Source code in shortcut_detect/mitigation/last_layer_retraining.py
| def __init__(
self,
C: float = 1.0,
penalty: str = "l1",
solver: str = "liblinear",
class_weight: str | dict | None = "balanced",
random_state: int | None = None,
):
if penalty not in ("l1", "l2"):
raise ValueError("penalty must be 'l1' or 'l2'")
self.C = float(C)
self.penalty = penalty
self.solver = solver
self.class_weight = class_weight
self.random_state = random_state
self._scaler: StandardScaler | None = None
self._classifier: LogisticRegression | None = None
self._task_map: dict | None = None # original label -> index
self._embed_dim: int | None = None
self._n_balanced: int | None = None
self._n_groups: int | None = None
self._fitted = False
|
Attributes
property
scaler_: StandardScaler | None
Fitted StandardScaler (None if not fitted).
property
classifier_: LogisticRegression | None
Fitted LogisticRegression (None if not fitted).
Functions
fit(
embeddings: ndarray,
task_labels: ndarray,
group_labels: ndarray,
) -> LastLayerRetraining
Build group-balanced subset and fit the logistic regression classifier.
Parameters
embeddings : np.ndarray
Shape (n_samples, embed_dim).
task_labels : np.ndarray
Shape (n_samples,) – task/target labels to predict.
group_labels : np.ndarray
Shape (n_samples,) – protected/group labels for balancing.
Returns
self : LastLayerRetraining
Source code in shortcut_detect/mitigation/last_layer_retraining.py
| def fit(
self,
embeddings: np.ndarray,
task_labels: np.ndarray,
group_labels: np.ndarray,
) -> LastLayerRetraining:
"""
Build group-balanced subset and fit the logistic regression classifier.
Parameters
----------
embeddings : np.ndarray
Shape (n_samples, embed_dim).
task_labels : np.ndarray
Shape (n_samples,) – task/target labels to predict.
group_labels : np.ndarray
Shape (n_samples,) – protected/group labels for balancing.
Returns
-------
self : LastLayerRetraining
"""
X = np.asarray(embeddings, dtype=np.float64)
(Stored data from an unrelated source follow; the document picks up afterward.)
/// Standalone upload endpoints
use actix_multipart::Multipart;
use actix_web::{web, HttpResponse};
use futures_util::StreamExt;
use serde::Serialize;
use tokio::io::AsyncWriteExt;

use crate::error::{AppError, Result};
use crate::services::MediaStore;

#[derive(Debug, Serialize)]
pub struct UploadResponse {
    pub description: String,
    pub reference: String,
}

/// Upload a single file with an optional description field
/// POST /upload
pub async fn upload_file(
    media: web::Data<MediaStore>,
    mut payload: Multipart,
) -> Result<HttpResponse> {
    let mut description = String::new();
    let mut reference: Option<String> = None;

    while let Some(item) = payload.next().await {
        let mut field =
            item.map_err(|e| AppError::BadRequest(format!("multipart error: {}", e)))?;

        let file_name = field
            .content_disposition()
            .and_then(|cd| cd.get_filename())
            .map(|s| s.to_string());

        match file_name {
            None => {
                let mut data = Vec::new();
                while let Some(chunk) = field.next().await {
                    let bytes = chunk
                        .map_err(|e| AppError::BadRequest(format!("multipart read error: {}", e)))?;
                    data.extend_from_slice(&bytes);
                }
                description = String::from_utf8_lossy(&data).into_owned();
            }
            Some(name) => {
                let (mut file, stored) = media.create(Some(&name)).await?;
                while let Some(chunk) = field.next().await {
                    let bytes = chunk
                        .map_err(|e| AppError::BadRequest(format!("multipart read error: {}", e)))?;
                    file.write_all(&bytes)
                        .await
                        .map_err(|e| AppError::Internal(format!("failed to write upload: {}", e)))?;
                }
                file.flush()
                    .await
                    .map_err(|e| AppError::Internal(format!("failed to flush upload: {}", e)))?;
                reference = Some(stored);
            }
        }
    }

    let reference =
        reference.ok_or_else(|| AppError::BadRequest("no file part in upload".to_string()))?;

    Ok(HttpResponse::Ok().json(UploadResponse {
        description,
        reference,
    }))
}

/// Serve a previously uploaded file
/// GET /uploads/{name}
pub async fn serve_upload(
    media: web::Data<MediaStore>,
    path: web::Path<String>,
) -> Result<HttpResponse> {
    let name = path.into_inner();
    let file_path = media.resolve(&name)?;

    let data = match tokio::fs::read(&file_path).await {
        Ok(data) => data,
        Err(e) if e.kind() == std::io::ErrorKind::NotFound => {
            return Err(AppError::NotFound("file not found".to_string()))
        }
        Err(e) => return Err(AppError::Internal(format!("failed to read upload: {}", e))),
    };

    Ok(HttpResponse::Ok()
        .content_type(content_type_for(&name))
        .body(data))
}

/// Best-effort content type from the stored extension.
fn content_type_for(name: &str) -> mime::Mime {
    let extension = name
        .rsplit('.')
        .next()
        .map(|ext| ext.to_ascii_lowercase())
        .unwrap_or_default();

    match extension.as_str() {
        "jpg" | "jpeg" => mime::IMAGE_JPEG,
        "png" => mime::IMAGE_PNG,
        "gif" => mime::IMAGE_GIF,
        "mp4" => "video/mp4".parse().unwrap_or(mime::APPLICATION_OCTET_STREAM),
        "webm" => "video/webm".parse().unwrap_or(mime::APPLICATION_OCTET_STREAM),
        "txt" => mime::TEXT_PLAIN_UTF_8,
        "json" => mime::APPLICATION_JSON,
        _ => mime::APPLICATION_OCTET_STREAM,
    }
}

#[cfg(test)]
mod tests {
    use super::*;

    #[test]
    fn content_types_match_extensions() {
        assert_eq!(content_type_for("a.jpg"), mime::IMAGE_JPEG);
        assert_eq!(content_type_for("a.JPEG"), mime::IMAGE_JPEG);
        assert_eq!(content_type_for("a.png"), mime::IMAGE_PNG);
        assert_eq!(content_type_for("archive"), mime::APPLICATION_OCTET_STREAM);
        assert_eq!(content_type_for("clip.mp4").essence_str(), "video/mp4");
    }
}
y = np.asarray(task_labels)
g = np.asarray(group_labels)
if X.ndim != 2:
raise ValueError("embeddings must be 2D (n_samples, embed_dim)")
if y.ndim != 1 or g.ndim != 1:
raise ValueError("task_labels and group_labels must be 1D")
if X.shape[0] != y.shape[0] or X.shape[0] != g.shape[0]:
raise ValueError("embeddings, task_labels, and group_labels must have same length")
# Map task labels to 0..n_classes-1
y_uniq = np.unique(y)
task_map = {v: i for i, v in enumerate(y_uniq)}
y_idx = np.array([task_map[v] for v in y], dtype=np.int64)
# Map group labels to 0..n_groups-1
g_uniq = np.unique(g)
g_map = {v: i for i, v in enumerate(g_uniq)}
g_idx = np.array([g_map[v] for v in g], dtype=np.int64)
n_groups = len(g_uniq)
g_indices = [np.where(g_idx == grp)[0] for grp in range(n_groups)]
min_g = min(len(gi) for gi in g_indices)
if min_g == 0:
raise ValueError(
"At least one group has 0 samples. "
"Cannot build balanced subset. Check group_labels."
)
# Build balanced subset: take min_g samples per group
if self.random_state is not None:
rng = np.random.default_rng(self.random_state)
else:
rng = np.random.default_rng()
balanced_indices = []
for gi in g_indices:
idx = gi.copy()
rng.shuffle(idx)
balanced_indices.extend(idx[:min_g])
X_bal = X[balanced_indices]
y_bal = y_idx[balanced_indices]
# Preprocess
scaler = StandardScaler()
X_bal_scaled = scaler.fit_transform(X_bal)
# Fit classifier (liblinear is binary-only; saga supports multiclass+L1, lbfgs supports multiclass+L2)
n_classes = len(np.unique(y_bal))
solver = self.solver
if n_classes > 2:
solver = "saga" if self.penalty == "l1" else "lbfgs"
clf = LogisticRegression(
C=self.C,
penalty=self.penalty,
solver=solver,
class_weight=self.class_weight,
random_state=self.random_state,
max_iter=1000,
)
clf.fit(X_bal_scaled, y_bal)
self._scaler = scaler
self._classifier = clf
self._task_map = task_map
self._embed_dim = X.shape[1]
self._n_balanced = len(balanced_indices)
self._n_groups = n_groups
self._fitted = True
return self
|
predict(embeddings: ndarray) -> np.ndarray
Predict task labels for given embeddings.
Parameters
embeddings : np.ndarray
Shape (n_samples, embed_dim). Must match embed_dim from fit.
Returns
np.ndarray
Predicted task labels (original label values, not indices).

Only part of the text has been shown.